## What this task involves:
Could you copy every line of the data that contains "next"?

(Items listed in a dataset)

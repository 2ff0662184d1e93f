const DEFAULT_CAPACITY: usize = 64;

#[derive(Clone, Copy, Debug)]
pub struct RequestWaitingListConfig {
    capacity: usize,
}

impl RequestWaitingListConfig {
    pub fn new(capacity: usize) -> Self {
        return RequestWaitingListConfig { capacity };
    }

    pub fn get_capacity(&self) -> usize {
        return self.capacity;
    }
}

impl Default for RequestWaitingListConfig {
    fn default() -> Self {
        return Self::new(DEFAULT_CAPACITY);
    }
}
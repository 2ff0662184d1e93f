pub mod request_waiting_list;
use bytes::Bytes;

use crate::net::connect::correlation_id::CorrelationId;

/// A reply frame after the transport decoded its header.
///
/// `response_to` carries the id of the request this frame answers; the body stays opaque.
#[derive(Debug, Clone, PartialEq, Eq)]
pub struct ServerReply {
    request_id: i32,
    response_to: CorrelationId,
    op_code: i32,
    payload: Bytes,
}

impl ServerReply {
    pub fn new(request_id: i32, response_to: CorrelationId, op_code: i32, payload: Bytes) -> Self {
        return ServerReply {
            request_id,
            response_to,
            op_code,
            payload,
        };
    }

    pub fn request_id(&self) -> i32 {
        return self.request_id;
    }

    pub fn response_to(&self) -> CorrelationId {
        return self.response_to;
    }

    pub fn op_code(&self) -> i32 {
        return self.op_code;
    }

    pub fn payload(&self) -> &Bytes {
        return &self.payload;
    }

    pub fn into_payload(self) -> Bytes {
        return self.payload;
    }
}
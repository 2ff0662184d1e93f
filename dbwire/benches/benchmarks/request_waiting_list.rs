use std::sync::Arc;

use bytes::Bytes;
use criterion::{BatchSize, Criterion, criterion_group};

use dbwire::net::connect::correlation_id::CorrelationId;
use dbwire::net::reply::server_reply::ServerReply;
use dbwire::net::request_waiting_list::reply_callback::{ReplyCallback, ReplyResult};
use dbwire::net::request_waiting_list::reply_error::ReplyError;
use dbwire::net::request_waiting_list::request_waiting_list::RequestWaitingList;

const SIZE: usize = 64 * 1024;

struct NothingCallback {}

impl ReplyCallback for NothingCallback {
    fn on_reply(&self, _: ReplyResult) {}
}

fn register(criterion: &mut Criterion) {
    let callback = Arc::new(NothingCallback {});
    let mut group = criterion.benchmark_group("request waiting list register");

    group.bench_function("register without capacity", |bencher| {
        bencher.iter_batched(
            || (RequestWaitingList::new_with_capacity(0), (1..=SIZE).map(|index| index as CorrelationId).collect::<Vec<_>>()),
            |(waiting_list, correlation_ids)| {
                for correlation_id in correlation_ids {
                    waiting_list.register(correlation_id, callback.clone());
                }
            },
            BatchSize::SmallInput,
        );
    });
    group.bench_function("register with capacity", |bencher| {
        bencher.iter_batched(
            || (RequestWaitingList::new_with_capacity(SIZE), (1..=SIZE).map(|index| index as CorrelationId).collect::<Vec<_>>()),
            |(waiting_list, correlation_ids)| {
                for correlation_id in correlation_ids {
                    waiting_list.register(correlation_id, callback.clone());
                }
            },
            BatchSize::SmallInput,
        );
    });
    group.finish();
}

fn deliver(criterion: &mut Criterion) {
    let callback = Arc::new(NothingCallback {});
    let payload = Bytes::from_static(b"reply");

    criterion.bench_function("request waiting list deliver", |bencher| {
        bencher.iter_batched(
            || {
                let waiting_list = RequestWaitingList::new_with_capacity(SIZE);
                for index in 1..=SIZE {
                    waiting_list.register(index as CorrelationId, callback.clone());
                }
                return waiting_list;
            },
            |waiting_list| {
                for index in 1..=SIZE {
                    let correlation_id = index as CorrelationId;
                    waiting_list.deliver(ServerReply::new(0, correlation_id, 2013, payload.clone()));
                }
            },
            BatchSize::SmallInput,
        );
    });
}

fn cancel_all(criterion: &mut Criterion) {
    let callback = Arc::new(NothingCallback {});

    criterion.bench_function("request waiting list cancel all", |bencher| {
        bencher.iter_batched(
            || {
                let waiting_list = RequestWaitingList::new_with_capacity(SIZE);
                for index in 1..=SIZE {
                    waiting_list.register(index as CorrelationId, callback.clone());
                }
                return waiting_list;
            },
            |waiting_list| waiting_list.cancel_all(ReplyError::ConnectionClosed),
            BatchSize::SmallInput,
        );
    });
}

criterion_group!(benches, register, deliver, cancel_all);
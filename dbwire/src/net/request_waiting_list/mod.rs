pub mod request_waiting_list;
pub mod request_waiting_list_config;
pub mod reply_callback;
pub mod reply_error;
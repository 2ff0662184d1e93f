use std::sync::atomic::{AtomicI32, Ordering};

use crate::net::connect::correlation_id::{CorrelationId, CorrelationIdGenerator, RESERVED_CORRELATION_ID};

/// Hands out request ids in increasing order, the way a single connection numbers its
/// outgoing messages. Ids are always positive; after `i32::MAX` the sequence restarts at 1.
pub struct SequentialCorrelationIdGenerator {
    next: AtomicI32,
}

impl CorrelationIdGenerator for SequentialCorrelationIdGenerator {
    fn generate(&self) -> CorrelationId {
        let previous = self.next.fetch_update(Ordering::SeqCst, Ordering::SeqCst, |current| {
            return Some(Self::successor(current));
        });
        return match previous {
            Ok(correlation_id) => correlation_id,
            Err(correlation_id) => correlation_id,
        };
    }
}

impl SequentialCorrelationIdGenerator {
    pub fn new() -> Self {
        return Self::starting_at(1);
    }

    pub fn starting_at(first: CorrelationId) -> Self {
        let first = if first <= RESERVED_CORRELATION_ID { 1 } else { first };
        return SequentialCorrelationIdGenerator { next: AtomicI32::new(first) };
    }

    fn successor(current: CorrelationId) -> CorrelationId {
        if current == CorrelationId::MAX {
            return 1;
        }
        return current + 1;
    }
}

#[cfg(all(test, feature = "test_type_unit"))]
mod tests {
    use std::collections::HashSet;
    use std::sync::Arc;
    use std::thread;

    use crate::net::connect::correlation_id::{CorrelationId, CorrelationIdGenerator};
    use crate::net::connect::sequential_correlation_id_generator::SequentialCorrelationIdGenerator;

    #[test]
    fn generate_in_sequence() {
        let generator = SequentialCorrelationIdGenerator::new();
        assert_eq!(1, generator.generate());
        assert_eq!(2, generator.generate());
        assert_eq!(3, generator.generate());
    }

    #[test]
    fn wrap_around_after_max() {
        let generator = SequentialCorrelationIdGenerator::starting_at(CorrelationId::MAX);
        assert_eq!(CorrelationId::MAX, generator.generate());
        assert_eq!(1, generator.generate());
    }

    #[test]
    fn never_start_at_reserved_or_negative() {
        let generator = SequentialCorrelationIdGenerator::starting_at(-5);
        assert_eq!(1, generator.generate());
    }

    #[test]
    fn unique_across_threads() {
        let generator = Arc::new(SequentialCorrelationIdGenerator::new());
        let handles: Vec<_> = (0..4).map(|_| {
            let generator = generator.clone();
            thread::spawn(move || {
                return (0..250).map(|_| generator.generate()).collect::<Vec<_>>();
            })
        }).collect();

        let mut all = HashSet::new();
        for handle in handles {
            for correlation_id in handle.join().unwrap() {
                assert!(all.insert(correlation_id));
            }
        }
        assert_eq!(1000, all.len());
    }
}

## The answer:
    next: AtomicI32,
        let previous = self.next.fetch_update(Ordering::SeqCst, Ordering::SeqCst, |current| {
        return SequentialCorrelationIdGenerator { next: AtomicI32::new(first) };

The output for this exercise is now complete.